■ What you will do
What follows is a listing; give it again exactly, in its entirety.
::::::::::
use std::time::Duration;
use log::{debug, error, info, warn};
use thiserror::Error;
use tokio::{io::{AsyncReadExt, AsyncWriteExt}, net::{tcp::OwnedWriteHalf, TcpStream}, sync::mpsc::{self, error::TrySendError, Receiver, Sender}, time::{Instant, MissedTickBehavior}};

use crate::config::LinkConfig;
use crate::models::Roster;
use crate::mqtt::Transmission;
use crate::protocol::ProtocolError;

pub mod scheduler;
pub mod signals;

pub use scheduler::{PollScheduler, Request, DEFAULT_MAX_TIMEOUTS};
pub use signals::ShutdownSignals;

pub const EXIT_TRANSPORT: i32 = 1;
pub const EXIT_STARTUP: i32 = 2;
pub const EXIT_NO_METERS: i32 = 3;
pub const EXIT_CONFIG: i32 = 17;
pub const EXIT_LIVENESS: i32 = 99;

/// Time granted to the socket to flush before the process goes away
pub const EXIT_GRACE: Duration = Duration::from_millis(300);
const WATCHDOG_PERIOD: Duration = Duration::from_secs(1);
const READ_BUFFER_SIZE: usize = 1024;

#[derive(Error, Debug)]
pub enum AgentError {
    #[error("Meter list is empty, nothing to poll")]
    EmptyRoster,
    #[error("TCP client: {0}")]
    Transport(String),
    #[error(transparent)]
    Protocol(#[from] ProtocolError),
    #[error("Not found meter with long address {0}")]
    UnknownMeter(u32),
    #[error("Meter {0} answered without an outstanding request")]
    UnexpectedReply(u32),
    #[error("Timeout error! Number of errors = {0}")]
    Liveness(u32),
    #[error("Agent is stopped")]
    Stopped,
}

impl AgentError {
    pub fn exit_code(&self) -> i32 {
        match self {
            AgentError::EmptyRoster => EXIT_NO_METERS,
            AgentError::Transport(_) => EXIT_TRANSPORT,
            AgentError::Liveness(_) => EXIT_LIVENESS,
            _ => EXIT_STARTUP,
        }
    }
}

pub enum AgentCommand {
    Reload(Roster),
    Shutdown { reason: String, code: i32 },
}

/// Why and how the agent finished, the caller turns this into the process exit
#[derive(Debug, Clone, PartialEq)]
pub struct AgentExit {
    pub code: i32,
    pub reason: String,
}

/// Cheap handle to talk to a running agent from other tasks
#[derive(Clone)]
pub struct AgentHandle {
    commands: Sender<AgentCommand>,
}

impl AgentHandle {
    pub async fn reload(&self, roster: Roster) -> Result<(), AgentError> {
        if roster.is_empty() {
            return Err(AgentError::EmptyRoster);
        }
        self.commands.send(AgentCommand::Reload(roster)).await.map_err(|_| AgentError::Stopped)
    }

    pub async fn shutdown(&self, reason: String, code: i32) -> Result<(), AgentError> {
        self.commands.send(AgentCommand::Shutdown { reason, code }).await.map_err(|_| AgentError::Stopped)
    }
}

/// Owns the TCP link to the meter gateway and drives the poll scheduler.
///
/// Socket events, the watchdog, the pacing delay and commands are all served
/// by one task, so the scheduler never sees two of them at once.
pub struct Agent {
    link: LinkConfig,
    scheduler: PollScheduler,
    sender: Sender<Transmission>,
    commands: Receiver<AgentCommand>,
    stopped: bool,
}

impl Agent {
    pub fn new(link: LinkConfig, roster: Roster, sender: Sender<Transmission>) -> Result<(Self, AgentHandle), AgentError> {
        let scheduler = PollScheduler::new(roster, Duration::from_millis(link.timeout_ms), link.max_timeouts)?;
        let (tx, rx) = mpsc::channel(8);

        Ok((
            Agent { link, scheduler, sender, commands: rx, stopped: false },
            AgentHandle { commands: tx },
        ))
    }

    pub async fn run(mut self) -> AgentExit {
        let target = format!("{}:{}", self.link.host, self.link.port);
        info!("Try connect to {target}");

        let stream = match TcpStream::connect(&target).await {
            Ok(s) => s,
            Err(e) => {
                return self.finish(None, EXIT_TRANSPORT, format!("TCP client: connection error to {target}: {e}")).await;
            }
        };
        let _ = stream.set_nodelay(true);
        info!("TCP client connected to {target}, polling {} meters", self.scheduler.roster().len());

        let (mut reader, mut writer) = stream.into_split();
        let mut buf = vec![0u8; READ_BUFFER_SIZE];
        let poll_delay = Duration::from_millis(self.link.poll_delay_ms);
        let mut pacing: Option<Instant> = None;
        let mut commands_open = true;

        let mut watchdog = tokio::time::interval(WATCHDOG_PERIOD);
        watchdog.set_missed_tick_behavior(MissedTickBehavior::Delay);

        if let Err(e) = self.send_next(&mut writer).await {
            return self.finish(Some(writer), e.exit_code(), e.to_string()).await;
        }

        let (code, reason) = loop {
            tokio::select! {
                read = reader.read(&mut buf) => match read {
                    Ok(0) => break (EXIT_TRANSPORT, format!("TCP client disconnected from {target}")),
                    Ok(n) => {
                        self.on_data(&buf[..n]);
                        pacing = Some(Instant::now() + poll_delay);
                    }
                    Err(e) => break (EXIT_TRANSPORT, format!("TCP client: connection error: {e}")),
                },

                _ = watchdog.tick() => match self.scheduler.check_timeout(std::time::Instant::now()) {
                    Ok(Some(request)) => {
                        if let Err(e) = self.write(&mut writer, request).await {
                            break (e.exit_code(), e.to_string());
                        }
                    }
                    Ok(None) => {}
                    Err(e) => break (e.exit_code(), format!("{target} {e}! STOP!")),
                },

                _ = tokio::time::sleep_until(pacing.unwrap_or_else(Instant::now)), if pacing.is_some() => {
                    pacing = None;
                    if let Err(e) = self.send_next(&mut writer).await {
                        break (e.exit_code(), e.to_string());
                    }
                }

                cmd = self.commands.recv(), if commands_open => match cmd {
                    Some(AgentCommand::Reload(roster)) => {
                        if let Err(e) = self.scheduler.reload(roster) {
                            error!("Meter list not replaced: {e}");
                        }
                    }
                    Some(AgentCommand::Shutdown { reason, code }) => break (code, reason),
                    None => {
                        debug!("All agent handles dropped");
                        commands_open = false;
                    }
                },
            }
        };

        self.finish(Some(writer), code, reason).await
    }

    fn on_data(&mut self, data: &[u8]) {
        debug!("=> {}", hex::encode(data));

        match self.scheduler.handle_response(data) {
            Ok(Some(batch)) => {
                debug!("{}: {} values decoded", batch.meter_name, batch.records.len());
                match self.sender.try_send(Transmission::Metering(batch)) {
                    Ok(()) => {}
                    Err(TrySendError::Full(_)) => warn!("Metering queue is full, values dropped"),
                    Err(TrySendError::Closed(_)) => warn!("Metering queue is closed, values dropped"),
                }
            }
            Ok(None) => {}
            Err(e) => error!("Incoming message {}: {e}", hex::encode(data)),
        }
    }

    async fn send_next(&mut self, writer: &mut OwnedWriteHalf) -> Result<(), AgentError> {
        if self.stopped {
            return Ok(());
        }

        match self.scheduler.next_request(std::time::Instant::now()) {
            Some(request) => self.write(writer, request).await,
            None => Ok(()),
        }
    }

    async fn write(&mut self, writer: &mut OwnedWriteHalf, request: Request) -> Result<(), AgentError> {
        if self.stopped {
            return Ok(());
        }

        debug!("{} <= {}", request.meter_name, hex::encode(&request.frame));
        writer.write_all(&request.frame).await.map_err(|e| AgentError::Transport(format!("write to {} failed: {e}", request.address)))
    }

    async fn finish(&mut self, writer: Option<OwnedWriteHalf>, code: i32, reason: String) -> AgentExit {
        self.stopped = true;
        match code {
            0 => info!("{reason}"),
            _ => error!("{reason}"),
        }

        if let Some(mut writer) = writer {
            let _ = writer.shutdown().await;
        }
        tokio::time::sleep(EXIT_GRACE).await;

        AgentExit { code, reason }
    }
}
::::::::::
■ Response below
use std::time::Duration;
use log::{debug, error, info, warn};
use thiserror::Error;
use tokio::{io::{AsyncReadExt, AsyncWriteExt}, net::{tcp::OwnedWriteHalf, TcpStream}, sync::mpsc::{self, error::TrySendError, Receiver, Sender}, time::{Instant, MissedTickBehavior}};

use crate::config::LinkConfig;
use crate::models::Roster;
use crate::mqtt::Transmission;
use crate::protocol::ProtocolError;

pub mod scheduler;
pub mod signals;

pub use scheduler::{PollScheduler, Request, DEFAULT_MAX_TIMEOUTS};
pub use signals::ShutdownSignals;

pub const EXIT_TRANSPORT: i32 = 1;
pub const EXIT_STARTUP: i32 = 2;
pub const EXIT_NO_METERS: i32 = 3;
pub const EXIT_CONFIG: i32 = 17;
pub const EXIT_LIVENESS: i32 = 99;

/// Time granted to the socket to flush before the process goes away
pub const EXIT_GRACE: Duration = Duration::from_millis(300);
const WATCHDOG_PERIOD: Duration = Duration::from_secs(1);
const READ_BUFFER_SIZE: usize = 1024;

#[derive(Error, Debug)]
pub enum AgentError {
    #[error("Meter list is empty, nothing to poll")]
    EmptyRoster,
    #[error("TCP client: {0}")]
    Transport(String),
    #[error(transparent)]
    Protocol(#[from] ProtocolError),
    #[error("Not found meter with long address {0}")]
    UnknownMeter(u32),
    #[error("Meter {0} answered without an outstanding request")]
    UnexpectedReply(u32),
    #[error("Timeout error! Number of errors = {0}")]
    Liveness(u32),
    #[error("Agent is stopped")]
    Stopped,
}

impl AgentError {
    pub fn exit_code(&self) -> i32 {
        match self {
            AgentError::EmptyRoster => EXIT_NO_METERS,
            AgentError::Transport(_) => EXIT_TRANSPORT,
            AgentError::Liveness(_) => EXIT_LIVENESS,
            _ => EXIT_STARTUP,
        }
    }
}

pub enum AgentCommand {
    Reload(Roster),
    Shutdown { reason: String, code: i32 },
}

/// Why and how the agent finished, the caller turns this into the process exit
#[derive(Debug, Clone, PartialEq)]
pub struct AgentExit {
    pub code: i32,
    pub reason: String,
}

/// Cheap handle to talk to a running agent from other tasks
#[derive(Clone)]
pub struct AgentHandle {
    commands: Sender<AgentCommand>,
}

impl AgentHandle {
    pub async fn reload(&self, roster: Roster) -> Result<(), AgentError> {
        if roster.is_empty() {
            return Err(AgentError::EmptyRoster);
        }
        self.commands.send(AgentCommand::Reload(roster)).await.map_err(|_| AgentError::Stopped)
    }

    pub async fn shutdown(&self, reason: String, code: i32) -> Result<(), AgentError> {
        self.commands.send(AgentCommand::Shutdown { reason, code }).await.map_err(|_| AgentError::Stopped)
    }
}

/// Owns the TCP link to the meter gateway and drives the poll scheduler.
///
/// Socket events, the watchdog, the pacing delay and commands are all served
/// by one task, so the scheduler never sees two of them at once.
pub struct Agent {
    link: LinkConfig,
    scheduler: PollScheduler,
    sender: Sender<Transmission>,
    commands: Receiver<AgentCommand>,
    stopped: bool,
}

impl Agent {
    pub fn new(link: LinkConfig, roster: Roster, sender: Sender<Transmission>) -> Result<(Self, AgentHandle), AgentError> {
        let scheduler = PollScheduler::new(roster, Duration::from_millis(link.timeout_ms), link.max_timeouts)?;
        let (tx, rx) = mpsc::channel(8);

        Ok((
            Agent { link, scheduler, sender, commands: rx, stopped: false },
            AgentHandle { commands: tx },
        ))
    }

    pub async fn run(mut self) -> AgentExit {
        let target = format!("{}:{}", self.link.host, self.link.port);
        info!("Try connect to {target}");

        let stream = match TcpStream::connect(&target).await {
            Ok(s) => s,
            Err(e) => {
                return self.finish(None, EXIT_TRANSPORT, format!("TCP client: connection error to {target}: {e}")).await;
            }
        };
        let _ = stream.set_nodelay(true);
        info!("TCP client connected to {target}, polling {} meters", self.scheduler.roster().len());

        let (mut reader, mut writer) = stream.into_split();
        let mut buf = vec![0u8; READ_BUFFER_SIZE];
        let poll_delay = Duration::from_millis(self.link.poll_delay_ms);
        let mut pacing: Option<Instant> = None;
        let mut commands_open = true;

        let mut watchdog = tokio::time::interval(WATCHDOG_PERIOD);
        watchdog.set_missed_tick_behavior(MissedTickBehavior::Delay);

        if let Err(e) = self.send_next(&mut writer).await {
            return self.finish(Some(writer), e.exit_code(), e.to_string()).await;
        }

        let (code, reason) = loop {
            tokio::select! {
                read = reader.read(&mut buf) => match read {
                    Ok(0) => break (EXIT_TRANSPORT, format!("TCP client disconnected from {target}")),
                    Ok(n) => {
                        self.on_data(&buf[..n]);
                        pacing = Some(Instant::now() + poll_delay);
                    }
                    Err(e) => break (EXIT_TRANSPORT, format!("TCP client: connection error: {e}")),
                },

                _ = watchdog.tick() => match self.scheduler.check_timeout(std::time::Instant::now()) {
                    Ok(Some(request)) => {
                        if let Err(e) = self.write(&mut writer, request).await {
                            break (e.exit_code(), e.to_string());
                        }
                    }
                    Ok(None) => {}
                    Err(e) => break (e.exit_code(), format!("{target} {e}! STOP!")),
                },

                _ = tokio::time::sleep_until(pacing.unwrap_or_else(Instant::now)), if pacing.is_some() => {
                    pacing = None;
                    if let Err(e) = self.send_next(&mut writer).await {
                        break (e.exit_code(), e.to_string());
                    }
                }

                cmd = self.commands.recv(), if commands_open => match cmd {
                    Some(AgentCommand::Reload(roster)) => {
                        if let Err(e) = self.scheduler.reload(roster) {
                            error!("Meter list not replaced: {e}");
                        }
                    }
                    Some(AgentCommand::Shutdown { reason, code }) => break (code, reason),
                    None => {
                        debug!("All agent handles dropped");
                        commands_open = false;
                    }
                },
            }
        };

        self.finish(Some(writer), code, reason).await
    }

    fn on_data(&mut self, data: &[u8]) {
        debug!("=> {}", hex::encode(data));

        match self.scheduler.handle_response(data) {
            Ok(Some(batch)) => {
                debug!("{}: {} values decoded", batch.meter_name, batch.records.len());
                match self.sender.try_send(Transmission::Metering(batch)) {
                    Ok(()) => {}
                    Err(TrySendError::Full(_)) => warn!("Metering queue is full, values dropped"),
                    Err(TrySendError::Closed(_)) => warn!("Metering queue is closed, values dropped"),
                }
            }
            Ok(None) => {}
            Err(e) => error!("Incoming message {}: {e}", hex::encode(data)),
        }
    }

    async fn send_next(&mut self, writer: &mut OwnedWriteHalf) -> Result<(), AgentError> {
        if self.stopped {
            return Ok(());
        }

        match self.scheduler.next_request(std::time::Instant::now()) {
            Some(request) => self.write(writer, request).await,
            None => Ok(()),
        }
    }

    async fn write(&mut self, writer: &mut OwnedWriteHalf, request: Request) -> Result<(), AgentError> {
        if self.stopped {
            return Ok(());
        }

        debug!("{} <= {}", request.meter_name, hex::encode(&request.frame));
        writer.write_all(&request.frame).await.map_err(|e| AgentError::Transport(format!("write to {} failed: {e}", request.address)))
    }

    async fn finish(&mut self, writer: Option<OwnedWriteHalf>, code: i32, reason: String) -> AgentExit {
        self.stopped = true;
        match code {
            0 => info!("{reason}"),
            _ => error!("{reason}"),
        }

        if let Some(mut writer) = writer {
            let _ = writer.shutdown().await;
        }
        tokio::time::sleep(EXIT_GRACE).await;

        AgentExit { code, reason }
    }
}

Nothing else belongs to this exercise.